With its popularity growing, Apache's Cassandra database for high-volume, real-time data management will be fitted with technical and query language improvements in the fall.
The open source NoSQL database, which reached the 1.0 release stage last October, is now in use at companies including Disney, eBay, and Netflix, according to Jonathan Ellis, project chair for the Apache Cassandra project and CTO at DataStax, which offers commercial products and services based on Cassandra. "Our best estimate is there are north of 1,000 Cassandra production deployments out there," Elllis said Wednesday at the Cassandra Summit 2012 conference in Santa Clara, Calif.
[ See InfoWorld's analysis of NoSQL database standouts, including Cassandra, MongoDB and others. Subscribe to InfoWorld's Enterprise Data Explosion newsletter to find out best practices in handling exponential data growth. ]
Version 1.2 of Cassandra, eyed for an October release, is slated to offer concurrent schema change and virtual node capabilities as well as JBOD (Just a Bunch of Disks) deployment support, Ellis said. With concurrent schema changes, multiple clients can issue schema changes at the same time and they will be merged across a cluster safely. Virtual nodes will enable a full cluster to parallelize certain operations, providing improved speed in operations such as adding or replacing a node.
Cassandra Query Language (CQL) 3, which is planned for version 1.2, is due to feature collections support that enables concatenation of data sets such as email addresses. Query tracing may be supported as well. Although CQL 3 does not offer full backward compatibility with CQL 2, users still will be able to use CQL 2 and move to CQL 3 when building new parts of their application.
At educational services provider Hobsons, Cassandra is used for log- and click-tracking for the company's website. "It scales like crazy," said Patrick McFadin, chief architect at Hobsons.

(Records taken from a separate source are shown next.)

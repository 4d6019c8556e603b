use std::collections::BTreeSet;
use std::io::{self, IsTerminal, Write};

use anyhow::anyhow;
use chrono::{DateTime, Datelike, Duration, NaiveDate, Utc};
use chrono_tz::Tz;
use unicode_width::UnicodeWidthStr;
use uuid::Uuid;

use crate::config::Config;
use crate::datetime::date_key_string;
use crate::ledger::is_done_on;
use crate::model::{BudgetItem, Note, Project, Task};
use crate::progress::project_progress;
use crate::schedule::task_span;

#[derive(Debug, Clone)]
pub struct Renderer {
    color: bool,
}

impl Renderer {
    pub fn new(cfg: &Config) -> anyhow::Result<Self> {
        let color_cfg = cfg.get("color").unwrap_or_else(|| "on".to_string());
        let color = match color_cfg.to_ascii_lowercase().as_str() {
            "on" | "yes" | "true" | "1" => true,
            "off" | "no" | "false" | "0" => false,
            other => return Err(anyhow!("invalid color setting: {other}")),
        };

        Ok(Self { color })
    }

    #[tracing::instrument(skip(self, tasks, projects, tz))]
    pub fn print_task_table(
        &mut self,
        tasks: &[Task],
        projects: &[Project],
        tz: &Tz,
    ) -> anyhow::Result<()> {
        let mut out = io::stdout().lock();

        let headers = vec![
            "ID".to_string(),
            "Start".to_string(),
            "End".to_string(),
            "Project".to_string(),
            "Pri".to_string(),
            "Status".to_string(),
            "Description".to_string(),
        ];

        let mut rows = Vec::with_capacity(tasks.len());
        for task in tasks {
            let span = task_span(task, tz);
            let id = task
                .id
                .map(|value| value.to_string())
                .unwrap_or_else(|| "-".to_string());
            let id = self.paint(&id, "33");

            rows.push(vec![
                id,
                date_key_string(span.start),
                date_key_string(span.end),
                project_label(task.project, projects).to_string(),
                task.priority.label().to_string(),
                task.effective_status().label().to_string(),
                task.text.clone(),
            ]);
        }

        write_table(&mut out, headers, rows)?;
        Ok(())
    }

    /// One line per task on a day: check state, priority, project, text.
    #[tracing::instrument(skip(self, tasks, projects, tz))]
    pub fn print_day_list(
        &mut self,
        day: NaiveDate,
        tasks: &[Task],
        projects: &[Project],
        tz: &Tz,
    ) -> anyhow::Result<()> {
        let mut out = io::stdout().lock();
        writeln!(out, "Tasks for {}", date_key_string(day))?;

        if tasks.is_empty() {
            writeln!(out, "  (none)")?;
            return Ok(());
        }

        for task in tasks {
            let done = is_done_on(task, day, tz);
            let mark = if done { "[x]" } else { "[ ]" };
            let id = task
                .id
                .map(|value| value.to_string())
                .unwrap_or_else(|| "-".to_string());
            let line = format!(
                "  {mark} {id:>3}  {:<6} {}  ({})",
                task.priority.label(),
                task.text,
                project_label(task.project, projects)
            );
            if done {
                writeln!(out, "{}", self.paint(&line, "2"))?;
            } else {
                writeln!(out, "{line}")?;
            }
        }

        Ok(())
    }

    #[tracing::instrument(skip(self, task, projects, tz))]
    pub fn print_task_info(
        &mut self,
        task: &Task,
        projects: &[Project],
        tz: &Tz,
    ) -> anyhow::Result<()> {
        let mut out = io::stdout().lock();
        let span = task_span(task, tz);

        writeln!(
            out,
            "id        {}",
            task.id
                .map(|value| value.to_string())
                .unwrap_or_else(|| "-".to_string())
        )?;
        writeln!(out, "uuid      {}", task.uuid)?;
        writeln!(out, "text      {}", task.text)?;
        writeln!(out, "project   {}", project_label(task.project, projects))?;
        writeln!(out, "start     {}", date_key_string(span.start))?;
        writeln!(out, "end       {}", date_key_string(span.end))?;
        writeln!(out, "priority  {}", task.priority.label())?;
        writeln!(out, "status    {}", task.effective_status().label())?;
        writeln!(out, "entry     {}", task.entry.format("%Y%m%dT%H%M%SZ"))?;
        writeln!(out, "modified  {}", task.modified.format("%Y%m%dT%H%M%SZ"))?;

        if !task.completed_dates.is_empty() {
            let days: Vec<&str> = task.completed_dates.iter().map(String::as_str).collect();
            writeln!(out, "checked   {}", days.join(", "))?;
        }

        Ok(())
    }

    #[tracing::instrument(skip(self, projects, tasks, tz, now))]
    pub fn print_project_table(
        &mut self,
        projects: &[Project],
        tasks: &[Task],
        tz: &Tz,
        now: DateTime<Utc>,
    ) -> anyhow::Result<()> {
        let mut out = io::stdout().lock();

        let headers = vec![
            "ID".to_string(),
            "Project".to_string(),
            "Tasks".to_string(),
            "Progress".to_string(),
            "Status".to_string(),
            "Created".to_string(),
        ];

        let mut rows = Vec::with_capacity(projects.len());
        for project in projects {
            let task_count = tasks
                .iter()
                .filter(|t| t.project == Some(project.uuid))
                .count();
            let progress = project_progress(project.uuid, tasks, tz);
            let id = project
                .id
                .map(|value| value.to_string())
                .unwrap_or_else(|| "-".to_string());

            let status = project.status_label(now);
            let status = match status {
                "Overdue" => self.paint(status, "31"),
                "Completed" => self.paint(status, "32"),
                other => other.to_string(),
            };

            rows.push(vec![
                self.paint(&id, "33"),
                project.name.clone(),
                task_count.to_string(),
                format!("{progress}%"),
                status,
                project.created.format("%Y-%m-%d").to_string(),
            ]);
        }

        write_table(&mut out, headers, rows)?;
        Ok(())
    }

    /// Text progress bars, one per project.
    #[tracing::instrument(skip(self, projects, tasks, tz))]
    pub fn print_progress_bars(
        &mut self,
        projects: &[Project],
        tasks: &[Task],
        tz: &Tz,
    ) -> anyhow::Result<()> {
        let mut out = io::stdout().lock();
        let name_width = projects
            .iter()
            .map(|p| UnicodeWidthStr::width(p.name.as_str()))
            .max()
            .unwrap_or(0);

        for project in projects {
            let progress = project_progress(project.uuid, tasks, tz) as usize;
            let filled = progress * 20 / 100;
            let bar = format!("{}{}", "#".repeat(filled), "-".repeat(20 - filled));
            let pad = name_width.saturating_sub(UnicodeWidthStr::width(project.name.as_str()));
            writeln!(
                out,
                "{}{} [{}] {:>3}%",
                project.name,
                " ".repeat(pad),
                self.paint(&bar, "36"),
                progress
            )?;
        }

        Ok(())
    }

    /// Month grid in the original's calendar layout: weekday header, leading
    /// blanks to the first day's weekday, task-bearing days marked.
    #[tracing::instrument(skip(self, marked, today))]
    pub fn print_month_calendar(
        &mut self,
        year: i32,
        month: u32,
        marked: &BTreeSet<NaiveDate>,
        today: NaiveDate,
    ) -> anyhow::Result<()> {
        let mut out = io::stdout().lock();

        let first = NaiveDate::from_ymd_opt(year, month, 1)
            .ok_or_else(|| anyhow!("invalid month: {year}-{month}"))?;
        let next_month = if month == 12 {
            NaiveDate::from_ymd_opt(year + 1, 1, 1)
        } else {
            NaiveDate::from_ymd_opt(year, month + 1, 1)
        }
        .ok_or_else(|| anyhow!("invalid month successor for {year}-{month}"))?;
        let last = next_month - Duration::days(1);

        let title = first.format("%B %Y").to_string();
        writeln!(out, "{title:^28}")?;
        writeln!(out, " Su  Mo  Tu  We  Th  Fr  Sa")?;

        let mut line = String::new();
        let leading = first.weekday().num_days_from_sunday();
        for _ in 0..leading {
            line.push_str("    ");
        }

        for day_num in 1..=last.day() {
            let date = NaiveDate::from_ymd_opt(year, month, day_num)
                .ok_or_else(|| anyhow!("invalid day {year}-{month}-{day_num}"))?;
            let mark = if marked.contains(&date) { '*' } else { ' ' };
            let mut cell = format!("{day_num:>3}{mark}");
            if date == today {
                cell = self.paint(&cell, "7");
            } else if marked.contains(&date) {
                cell = self.paint(&cell, "33");
            }
            line.push_str(&cell);

            if date.weekday().num_days_from_sunday() == 6 {
                writeln!(out, "{}", line.trim_end())?;
                line.clear();
            }
        }

        if !line.trim().is_empty() {
            writeln!(out, "{}", line.trim_end())?;
        }

        Ok(())
    }

    #[tracing::instrument(skip(self, items, projects))]
    pub fn print_budget_table(
        &mut self,
        items: &[BudgetItem],
        projects: &[Project],
    ) -> anyhow::Result<()> {
        let mut out = io::stdout().lock();

        let headers = vec![
            "ID".to_string(),
            "Date".to_string(),
            "Type".to_string(),
            "Amount".to_string(),
            "Category".to_string(),
            "Project".to_string(),
            "Description".to_string(),
        ];

        let mut rows = Vec::with_capacity(items.len());
        for item in items {
            let id = item
                .id
                .map(|value| value.to_string())
                .unwrap_or_else(|| "-".to_string());
            let signed = match item.kind {
                crate::model::EntryKind::Income => {
                    self.paint(&format!("+{:.2}", item.amount), "32")
                }
                crate::model::EntryKind::Expense => {
                    self.paint(&format!("-{:.2}", item.amount), "31")
                }
            };
            let project = match item.project {
                Some(uuid) => project_label(Some(uuid), projects).to_string(),
                None => "General".to_string(),
            };

            rows.push(vec![
                self.paint(&id, "33"),
                item.date.format("%Y-%m-%d").to_string(),
                item.kind.label().to_string(),
                signed,
                item.category.clone(),
                project,
                item.description.clone(),
            ]);
        }

        write_table(&mut out, headers, rows)?;
        Ok(())
    }

    #[tracing::instrument(skip(self))]
    pub fn print_budget_summary(&mut self, income: f64, expenses: f64) -> anyhow::Result<()> {
        let mut out = io::stdout().lock();
        let remaining = income - expenses;
        let remaining_text = format!("{remaining:.2}");
        let remaining_text = if remaining >= 0.0 {
            self.paint(&remaining_text, "32")
        } else {
            self.paint(&remaining_text, "31")
        };

        writeln!(out, "Income     {income:.2}")?;
        writeln!(out, "Expenses   {expenses:.2}")?;
        writeln!(out, "Remaining  {remaining_text}")?;
        Ok(())
    }

    #[tracing::instrument(skip(self, notes))]
    pub fn print_note_table(&mut self, notes: &[Note]) -> anyhow::Result<()> {
        let mut out = io::stdout().lock();

        let headers = vec![
            "ID".to_string(),
            "Modified".to_string(),
            "Title".to_string(),
            "Content".to_string(),
        ];

        let mut rows = Vec::with_capacity(notes.len());
        for note in notes {
            let id = note
                .id
                .map(|value| value.to_string())
                .unwrap_or_else(|| "-".to_string());
            let title = if note.title.trim().is_empty() {
                "Untitled Note".to_string()
            } else {
                note.title.clone()
            };

            rows.push(vec![
                self.paint(&id, "33"),
                note.modified.format("%Y-%m-%d %H:%M").to_string(),
                title,
                truncate(&note.content, 48),
            ]);
        }

        write_table(&mut out, headers, rows)?;
        Ok(())
    }

    fn paint(&self, text: &str, code: &str) -> String {
        if !self.color || !io::stdout().is_terminal() {
            return text.to_string();
        }
        format!("\x1b[{code}m{text}\x1b[0m")
    }
}

/// Falls back to "No Project" / "Unknown Project" instead of erroring on a
/// dangling reference.
pub fn project_label(project: Option<Uuid>, projects: &[Project]) -> &str {
    match project {
        None => "No Project",
        Some(uuid) => projects
            .iter()
            .find(|p| p.uuid == uuid)
            .map(|p| p.name.as_str())
            .unwrap_or("Unknown Project"),
    }
}

fn truncate(text: &str, max: usize) -> String {
    let flat = text.replace('\n', " ");
    if flat.chars().count() <= max {
        return flat;
    }
    let cut: String = flat.chars().take(max.saturating_sub(1)).collect();
    format!("{cut}…")
}

fn write_table<W: Write>(
    mut writer: W,
    headers: Vec<String>,
    rows: Vec<Vec<String>>,
) -> anyhow::Result<()> {
    let column_count = headers.len();
    let mut widths = vec![0usize; column_count];

    for (idx, header) in headers.iter().enumerate() {
        widths[idx] = widths[idx].max(UnicodeWidthStr::width(header.as_str()));
    }

    for row in &rows {
        for (idx, cell) in row.iter().enumerate() {
            widths[idx] = widths[idx].max(UnicodeWidthStr::width(strip_ansi(cell).as_str()));
        }
    }

    for idx in 0..column_count {
        write!(writer, "{:width$} ", headers[idx], width = widths[idx])?;
    }
    writeln!(writer)?;

    for idx in 0..column_count {
        write!(writer, "{:-<width$} ", "", width = widths[idx])?;
    }
    writeln!(writer)?;

    for row in rows {
        for idx in 0..column_count {
            let cell = &row[idx];
            let visible_width = UnicodeWidthStr::width(strip_ansi(cell).as_str());
            let padding = widths[idx].saturating_sub(visible_width);
            write!(writer, "{}{} ", cell, " ".repeat(padding))?;
        }
        writeln!(writer)?;
    }

    Ok(())
}

fn strip_ansi(s: &str) -> String {
    let mut out = String::with_capacity(s.len());
    let mut escaped = false;

    for ch in s.chars() {
        if escaped {
            if ch == 'm' {
                escaped = false;
            }
            continue;
        }

        if ch == '\x1b' {
            escaped = true;
            continue;
        }

        out.push(ch);
    }

    out
}

#[cfg(test)]
mod tests {
    use chrono::Utc;
    use uuid::Uuid;

    use super::project_label;
    use crate::model::Project;

    #[test]
    fn dangling_references_get_fallback_labels() {
        let projects = vec![Project::new("Home".into(), Utc::now(), 1)];
        assert_eq!(project_label(None, &projects), "No Project");
        assert_eq!(project_label(Some(Uuid::new_v4()), &projects), "Unknown Project");
        assert_eq!(project_label(Some(projects[0].uuid), &projects), "Home");
    }
}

The company had used an Oracle 10 database for these purposes, but found it was getting too costly to scale Oracle for the kind of functions Cassandra provides, McFadin said. Hobson still uses Oracle for relational data functions.
Cassandra complements another prominent Apache platform, the Hadoop distributed computing platform, DataStax officials said. "The big difference [between the two technologies] is Hadoop is built for deep-style analytics, [for] when you're asking really detailed questions about large amounts of data, whereas Cassandra's all about serving up data really quickly," said Matt Pfeil, DataStax vice president of customer solutions.